Angelo Fields

No. 77, 79
- Position: Offensive tackle

Personal information
- Born: September 15, 1957 (age 68) Washington, D.C., U.S.
- Listed height: 6 ft 6 in (1.98 m)
- Listed weight: 321 lb (146 kg)

Career information
- High school: Woodrow Wilson (Washington, D.C.)
- College: Michigan State
- NFL draft: 1980: 2nd round, 38th overall pick

Career history
- Houston Oilers (1980–1981); Green Bay Packers (1982); New Orleans Saints (1984)*;
- * Offseason or practice squad member only

Awards and highlights
- Second-team All-Big Ten (1979);

Career NFL statistics
- Games played: 30
- Games started: 3
- Stats at Pro Football Reference

= Angelo Fields =

American football player (born 1957)

Angelo Bertell Fields (born September 15, 1957) is an American former professional football player who was an offensive tackle in the National Football League (NFL) for the Houston Oilers.

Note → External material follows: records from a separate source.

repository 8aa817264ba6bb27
//! Application settings loaded via OrthoConfig.
//!
//! Values come from CLI flags and `TRAVEL_*` environment variables. The pool
//! size carries a loader default; accessors apply the remaining defaults.

use std::net::{Ipv4Addr, SocketAddr};
use std::path::{Path, PathBuf};

use ortho_config::OrthoConfig;
use serde::Deserialize;
use url::Url;

use crate::domain::GenerationSettings;
use crate::outbound::persistence::PoolConfig;

const DEFAULT_PORT: u16 = 8080;
const DEFAULT_MODEL_PATH: &str = "models/llama-2-7b-chat.Q4_0.gguf";
const DEFAULT_MODEL_ENDPOINT: &str = "http://127.0.0.1:8081";
/// Conventional variable consulted when `TRAVEL_DATABASE_URL` is unset.
pub const DATABASE_URL_ENV: &str = "DATABASE_URL";

/// Errors raised while resolving settings into runtime values.
#[derive(Debug, Clone, PartialEq, Eq, thiserror::Error)]
pub enum SettingsError {
    /// Neither `TRAVEL_DATABASE_URL` nor `DATABASE_URL` is set.
    #[error("database URL missing: set TRAVEL_DATABASE_URL or DATABASE_URL")]
    MissingDatabaseUrl,
    /// The model endpoint is not an absolute URL.
    #[error("invalid model endpoint '{value}': {message}")]
    InvalidModelEndpoint {
        /// Configured value.
        value: String,
        /// Parser message.
        message: String,
    },
}

/// Runtime configuration for the server binary.
#[derive(Debug, Clone, Deserialize, OrthoConfig)]
#[ortho_config(prefix = "TRAVEL")]
pub struct AppSettings {
    /// PostgreSQL connection string.
    pub database_url: Option<String>,
    /// Socket address the HTTP server binds to.
    pub bind_addr: Option<SocketAddr>,
    /// Upper bound on pooled database connections.
    #[ortho_config(default = 10)]
    pub db_max_connections: u32,
    /// GGUF model file served by the local runner.
    pub model_path: Option<PathBuf>,
    /// Base URL of the llama.cpp runner.
    pub model_endpoint: Option<String>,
}

impl AppSettings {
    /// Database URL, falling back to `DATABASE_URL`.
    ///
    /// # Errors
    ///
    /// Returns [`SettingsError::MissingDatabaseUrl`] when neither is set.
    pub fn database_url(&self) -> Result<String, SettingsError> {
        resolve_database_url(self.database_url.clone())
    }

    /// Bind address, defaulting to `0.0.0.0:8080`.
    pub fn bind_addr(&self) -> SocketAddr {
        self.bind_addr
            .unwrap_or_else(|| SocketAddr::from((Ipv4Addr::UNSPECIFIED, DEFAULT_PORT)))
    }

    /// Pool configuration for `database_url`.
    pub fn pool_config(&self, database_url: &str) -> PoolConfig {
        PoolConfig::new(database_url).with_max_size(self.db_max_connections)
    }

    /// Model file path.
    pub fn model_path(&self) -> &Path {
        self.model_path
            .as_deref()
            .unwrap_or_else(|| Path::new(DEFAULT_MODEL_PATH))
    }

    /// Runner endpoint.
    ///
    /// # Errors
    ///
    /// Returns [`SettingsError::InvalidModelEndpoint`] when the value does not
    /// parse as a URL.
    pub fn model_endpoint(&self) -> Result<Url, SettingsError> {
        let raw = self
            .model_endpoint
            .as_deref()
            .unwrap_or(DEFAULT_MODEL_ENDPOINT);
        Url::parse(raw).map_err(|err| SettingsError::InvalidModelEndpoint {
            value: raw.to_owned(),
            message: err.to_string(),
        })
    }

    /// Generation constants used for every prompt.
    pub fn generation(&self) -> GenerationSettings {
        GenerationSettings::default()
    }
}

/// Prefer an explicit URL, then `DATABASE_URL`.
///
/// # Errors
///
/// Returns [`SettingsError::MissingDatabaseUrl`] when neither is present.
pub fn resolve_database_url(explicit: Option<String>) -> Result<String, SettingsError> {
    explicit
        .filter(|url| !url.trim().is_empty())
        .or_else(|| {
            std::env::var(DATABASE_URL_ENV)
                .ok()
                .filter(|url| !url.trim().is_empty())
        })
        .ok_or(SettingsError::MissingDatabaseUrl)
}
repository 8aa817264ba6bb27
//! Actix middleware shared by every route: request tracing.

pub mod trace;

pub use trace::Trace;
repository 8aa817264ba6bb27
//! Inbound adapters that translate external requests into domain service
//! calls while keeping framework details at the edge.
//!
//! HTTP handlers live under [`http`].

pub mod http;
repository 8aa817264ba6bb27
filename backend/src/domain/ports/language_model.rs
//! Port for a loaded language model.
//!
//! Adapters own whatever native or remote resource performs inference. The
//! domain never calls [`LanguageModel::complete`] concurrently; see
//! [`crate::domain::TextGenerator`].

use async_trait::async_trait;

use super::define_port_error;

define_port_error! {
    /// Errors raised by language model adapters.
    pub enum LanguageModelError {
        /// The model file or runner could not be reached.
        Unavailable { message: String } => "language model unavailable: {message}",
        /// The model accepted the prompt but inference failed.
        Inference { message: String } => "language model inference failed: {message}",
    }
}

/// Sampling parameters forwarded with every prompt.
#[derive(Debug, Clone, Copy, PartialEq)]
pub struct InferenceParams {
    /// Sampling temperature.
    pub temperature: f32,
    /// Maximum number of tokens to predict.
    pub max_tokens: u32,
}

/// A model loaded into memory and ready to complete prompts.
#[cfg_attr(test, mockall::automock)]
#[async_trait]
pub trait LanguageModel: Send + Sync {
    /// Complete `prompt`, returning the raw generated text.
    async fn complete(
        &self,
        prompt: &str,
        params: &InferenceParams,
    ) -> Result<String, LanguageModelError>;

    /// Release the model. Called at most once, before the handle is dropped.
    async fn close(&self);
}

He played college football for the Michigan State Spartans and was selected by the Oilers in the second round of the 1980 NFL draft.

==Football career==
Fields was born in Washington D.C. where he attended Woodrow Wilson High School. Recruited to play collegiate football for Michigan State in 1976 where he played both offensive tackle and defensive tackle. During his time with the Spartans, Fields played alongside both Dan Bass and Larry Bethea. In 1977, MSU went 7-3-1 and in 1978 Michigan State won the Big Ten championship. However, the Spartans were on NCAA probation and unable to attend the Rose Bowl. He was selected in the second round of the 1980 NFL Draft by the Houston Oilers with whom he played three seasons before being released.